• Your goal
Look through the entries below, please, and copy every line with the word "Option".

(Dataset entries)
-------------------------
use entrench::{
    base::specific::BeliefBase, builder::ChangeOk, config::Config,
    structures::expression::Expr, types::err::OrderError,
};

fn expr(text: &str) -> Expr {
    text.parse().unwrap()
}

fn orders(base: &BeliefBase) -> Vec<f64> {
    base.beliefs().map(|belief| belief.order()).collect()
}

mod bases {
    use super::*;

    #[test]
    fn equal_formulas_replace() {
        let mut base = BeliefBase::default();
        base.add(&expr("p -> q"), 0.4).unwrap();

        // Same canonical form, so the one belief is re-ranked.
        assert_eq!(base.add(&expr("~p | q"), 0.9), Ok(ChangeOk::Applied));
        assert_eq!(base.len(), 1);
        assert_eq!(base.degree(&expr("p -> q")), 0.9);
    }

    #[test]
    fn order_zero_round_trips_to_absence() {
        let mut base = BeliefBase::default();
        base.add(&expr("p"), 0.0).unwrap();
        assert!(base.is_empty());

        base.add(&expr("p"), 0.5).unwrap();
        base.add(&expr("p"), 0.0).unwrap();
        assert!(base.is_empty());
        assert_eq!(base.degree(&expr("p")), 0.0);
    }

    #[test]
    fn out_of_range_orders_are_rejected() {
        let mut base = BeliefBase::default();

        assert_eq!(base.add(&expr("p"), 1.5), Err(OrderError::OutOfRange));
        assert!(base.is_empty());
    }

    #[test]
    fn iteration_descends_through_changes() {
        let mut base = BeliefBase::default();
        base.add(&expr("a"), 0.2).unwrap();
        base.add(&expr("b"), 0.9).unwrap();
        base.add(&expr("c"), 0.5).unwrap();
        assert_eq!(orders(&base), vec![0.9, 0.5, 0.2]);

        base.revise(&expr("d"), 0.7, true).unwrap();
        let reordered = orders(&base);
        assert_eq!(reordered, vec![0.9, 0.7, 0.5, 0.2]);
        assert!(reordered.windows(2).all(|pair| pair[0] >= pair[1]));
    }

    #[test]
    fn queue_is_drained_by_every_operation() {
        let mut base = BeliefBase::default();
        base.add(&expr("p"), 0.6).unwrap();
        base.add(&expr("q"), 0.4).unwrap();

        base.contract(&expr("p"), 0.2).unwrap();
        assert!(base.reorder_q.is_empty());

        base.expand(&expr("p & q"), 0.5, true).unwrap();
        assert!(base.reorder_q.is_empty());

        base.revise(&expr("~p"), 0.8, true).unwrap();
        assert!(base.reorder_q.is_empty());
    }

    #[test]
    fn clear_empties() {
        let mut base = BeliefBase::default();
        base.add(&expr("p"), 0.6).unwrap();
        base.add(&expr("q"), 0.4).unwrap();

        base.clear();

        assert!(base.is_empty());
        assert_eq!(base.degree(&expr("p")), 0.0);

        base.add(&expr("r"), 0.3).unwrap();
        assert_eq!(base.len(), 1);
    }

    #[test]
    fn display() {
        let mut base = BeliefBase::default();
        assert_eq!(format!("{base}"), "empty");

        base.add(&expr("p & q"), 0.5).unwrap();
        assert_eq!(format!("{base}"), "Belief(p & q, order=0.5)");

        base.add(&expr("r | s"), 0.7).unwrap();
        assert_eq!(
            format!("{base}"),
            "Belief(r | s, order=0.7)\nBelief(p & q, order=0.5)",
        );
    }
}

mod strata {
    use super::*;

    #[test]
    fn grouping_follows_the_tolerance() {
        let config = Config {
            stratum_tolerance: 0.1,
        };
        let mut base = BeliefBase::from_config(config);
        base.add(&expr("a"), 0.5).unwrap();
        base.add(&expr("b"), 0.45).unwrap();
        base.add(&expr("c"), 0.38).unwrap();

        let strata: Vec<(f64, usize)> = base
            .belief_db
            .strata()
            .map(|(order, members)| (order, members.len()))
            .collect();

        // c sits within tolerance of b, but strata measure from their first member.
        assert_eq!(strata, vec![(0.5, 2), (0.38, 1)]);
    }

    #[test]
    fn default_tolerance_is_tight() {
        let mut base = BeliefBase::default();
        base.add(&expr("a"), 0.5).unwrap();
        base.add(&expr("b"), 0.45).unwrap();

        assert_eq!(base.belief_db.strata().count(), 2);
    }

    #[test]
    fn degree_sees_the_grouping() {
        let config = Config {
            stratum_tolerance: 0.1,
        };
        let mut base = BeliefBase::from_config(config);
        base.add(&expr("p"), 0.5).unwrap();
        base.add(&expr("p -> q"), 0.45).unwrap();

        assert_eq!(base.degree(&expr("q")), 0.5);
    }
}
/*!
Expansion accepts a formula at an order of entrenchment, without regard for consistency.

Expansion re-ranks every belief no more entrenched than the incoming order: a belief equivalent to the incoming formula rises to the incoming order, as does any belief the incoming formula implies at a degree above that order.
Any other scanned belief settles at the degree to which the base holds the implication from the incoming formula to the belief.

Contradictions are ignored rather than accepted, and a tautology is accepted at maximal order regardless of the order asked for.
*/

use crate::{
    backend::Backend,
    base::GenericBase,
    builder::ChangeOk,
    config::{
        order::{self, MAX_ORDER},
        OrderValue,
    },
    misc::log::targets,
    resolution::entails,
    structures::{expression::Expr, formula::Formula},
    types::err::OrderError,
};

impl<B: Backend> GenericBase<B> {
    /// Expands the base by `expr` at `order`, and when `add_on_finish` is set adds `expr` to the base at the settled order.
    ///
    /// Without `add_on_finish` only the re-ranking of held beliefs happens, as wanted when expansion finishes a [revision](GenericBase::revise).
    pub fn expand(
        &mut self,
        expr: &Expr,
        order: OrderValue,
        add_on_finish: bool,
    ) -> Result<ChangeOk, OrderError> {
        order::check(order)?;
        let formula = self.backend.normalize(expr);
        Ok(self.expand_formula(formula, order, add_on_finish))
    }

    /// Expansion by a formula already in canonical form, with the order already validated.
    pub(crate) fn expand_formula(
        &mut self,
        formula: Formula,
        mut order: OrderValue,
        add_on_finish: bool,
    ) -> ChangeOk {
        log::debug!(target: targets::EXPAND, "expanding by {formula} at order {order}");

        if !self.backend.satisfiable(&formula) {
            log::debug!(target: targets::EXPAND, "{formula} is contradictory, base unchanged");
            return ChangeOk::Contradiction;
        }

        if !self.backend.satisfiable(&formula.negated()) {
            order = MAX_ORDER;
        } else {
            let expr = formula.as_expr();

            for key in self.belief_db.keys_descending() {
                let (held_order, held_formula) = match self.belief_db.get(key) {
                    Some(belief) => (belief.order(), belief.formula().clone()),
                    None => continue,
                };
                if held_order > order {
                    continue;
                }

                let equivalence = self
                    .backend
                    .normalize(&expr.clone().iff(held_formula.as_expr()));
                let implication = self
                    .backend
                    .normalize(&expr.clone().implies(held_formula.as_expr()));
                let implied_degree = self.degree_formula(&implication);

                log::trace!(target: targets::EXPAND, "{held_formula} at {held_order}, implied to degree {implied_degree}");

                match entails(&[], &equivalence) || order < implied_degree {
                    true => self.q_reorder(key, order),
                    false => self.q_reorder(key, implied_degree),
                }
            }

            self.commit_reorders();
        }

        if add_on_finish {
            self.add_formula(formula, order);
        }

        log::debug!(target: targets::EXPAND, "base after expansion: {self}");
        ChangeOk::Applied
    }
}
/*!
The belief store: every belief held, with an index sorted by decreasing order.

Beliefs live in a slotmap and are referred to by [BeliefKey].
The index carries each key exactly once, and the store maintains two invariants across every mutation:

- No two beliefs hold an equal formula.
- Index position is consistent with decreasing order of entrenchment.

Stored order values stay distinct even when close enough to rank together.
Grouping only happens on iteration, through [strata](BeliefDB::strata).
*/

use slotmap::SlotMap;

use crate::{
    config::{order, Config, OrderValue},
    db::{belief::Belief, reorder_q::ReorderQ},
    misc::log::targets,
    structures::formula::Formula,
};

slotmap::new_key_type! {
    /// A key to a belief held in some store.
    pub struct BeliefKey;
}

/// A store of beliefs, indexed by decreasing order of entrenchment.
#[derive(Clone, Debug)]
pub struct BeliefDB {
    /// Every belief held.
    beliefs: SlotMap<BeliefKey, Belief>,

    /// Keys to every belief held, sorted by decreasing order.
    index: Vec<BeliefKey>,

    /// Orders within this tolerance of each other rank in one stratum.
    stratum_tolerance: OrderValue,
}

impl BeliefDB {
    pub fn new(config: &Config) -> Self {
        BeliefDB {
            beliefs: SlotMap::with_key(),
            index: Vec::default(),
            stratum_tolerance: config.stratum_tolerance,
        }
    }

    /// The number of beliefs held.
    pub fn len(&self) -> usize {
        self.index.len()
    }

    pub fn is_empty(&self) -> bool {
        self.index.is_empty()
    }

    /// The belief keyed by `key`, if it is held.
    pub fn get(&self, key: BeliefKey) -> Option<&Belief> {
        self.beliefs.get(key)
    }

    /// The key to the belief holding a formula equal to `formula`, if any.
    pub fn find(&self, formula: &Formula) -> Option<BeliefKey> {
        self.index
            .iter()
            .find(|key| match self.beliefs.get(**key) {
                Some(belief) => belief.formula() == formula,
                None => false,
            })
            .copied()
    }

    /// Stores `belief` and indexes it by order, after any belief of equal order.
    ///
    /// The caller ensures no held belief has an equal formula and that the order is positive.
    pub fn insert(&mut self, belief: Belief) -> BeliefKey {
        let order = belief.order();
        let key = self.beliefs.insert(belief);
        let position = self
            .index
            .partition_point(|indexed| match self.beliefs.get(*indexed) {
                Some(indexed) => indexed.order() >= order,
                None => false,
            });
        self.index.insert(position, key);
        key
    }

    /// Removes and returns the belief keyed by `key`.
    pub fn remove(&mut self, key: BeliefKey) -> Option<Belief> {
        self.index.retain(|indexed| *indexed != key);
        self.beliefs.remove(key)
    }

    /// Removes every belief held.
    pub fn clear(&mut self) {
        self.index.clear();
        self.beliefs.clear();
    }

    /// An iterator over the beliefs held, by decreasing order.
    pub fn beliefs(&self) -> impl Iterator<Item = &Belief> {
        self.index.iter().filter_map(|key| self.beliefs.get(*key))
    }

    /// The keys to every belief held, by decreasing order, detached from the store.
    ///
    /// A scan iterates the returned keys while queueing updates, with nothing borrowed from the store.
    pub fn keys_descending(&self) -> Vec<BeliefKey> {
        self.index.clone()
    }

    /// An iterator over the strata of the base, by decreasing order.
    pub fn strata(&self) -> Strata<'_> {
        Strata {
            db: self,
            position: 0,
        }
    }

    /// Applies every queued update, in queue order.
    ///
    /// A queued order of zero removes the belief, any other reorders it.
    /// The index stays consistent with decreasing order throughout.
    pub fn commit(&mut self, queue: &mut ReorderQ) {
        while let Some((key, order)) = queue.pop_front() {
            if order > order::MIN_ORDER {
                let Some(belief) = self.beliefs.get_mut(key) else {
                    continue;
                };
                log::debug!(target: targets::QUEUE, "{belief} reordered to {order}");
                belief.set_order(order);

                self.index.retain(|indexed| *indexed != key);
                let position = self
                    .index
                    .partition_point(|indexed| match self.beliefs.get(*indexed) {
                        Some(indexed) => indexed.order() >= order,
                        None => false,
                    });
                self.index.insert(position, key);
            } else {
                self.index.retain(|indexed| *indexed != key);
                if let Some(belief) = self.beliefs.remove(key) {
                    log::debug!(target: targets::QUEUE, "{belief} dropped");
                }
            }
        }
    }
}

/// An iterator over the strata of a store, by decreasing order.
///
/// A stratum is the consecutive run of beliefs whose orders lie within the stratum tolerance of the run's first, and so highest, member.
/// The first member's order represents the stratum.
pub struct Strata<'d> {
    db: &'d BeliefDB,
    position: usize,
}

impl<'d> Iterator for Strata<'d> {
    type Item = (OrderValue, Vec<&'d Belief>);

    fn next(&mut self) -> Option<Self::Item> {
        let mut members = Vec::default();
        let mut representative = None;

        while let Some(key) = self.db.index.get(self.position) {
            let Some(belief) = self.db.beliefs.get(*key) else {
                self.position += 1;
                continue;
            };

            match representative {
                None => representative = Some(belief.order()),
                Some(order) => {
                    if !order::close(order, belief.order(), self.db.stratum_tolerance) {
                        break;
                    }
                }
            }

            members.push(belief);
            self.position += 1;
        }

        representative.map(|order| (order, members))
    }
}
-------------------------
• Result
    pub fn get(&self, key: BeliefKey) -> Option<&Belief> {
    pub fn find(&self, formula: &Formula) -> Option<BeliefKey> {
    pub fn remove(&mut self, key: BeliefKey) -> Option<Belief> {
    fn next(&mut self) -> Option<Self::Item> {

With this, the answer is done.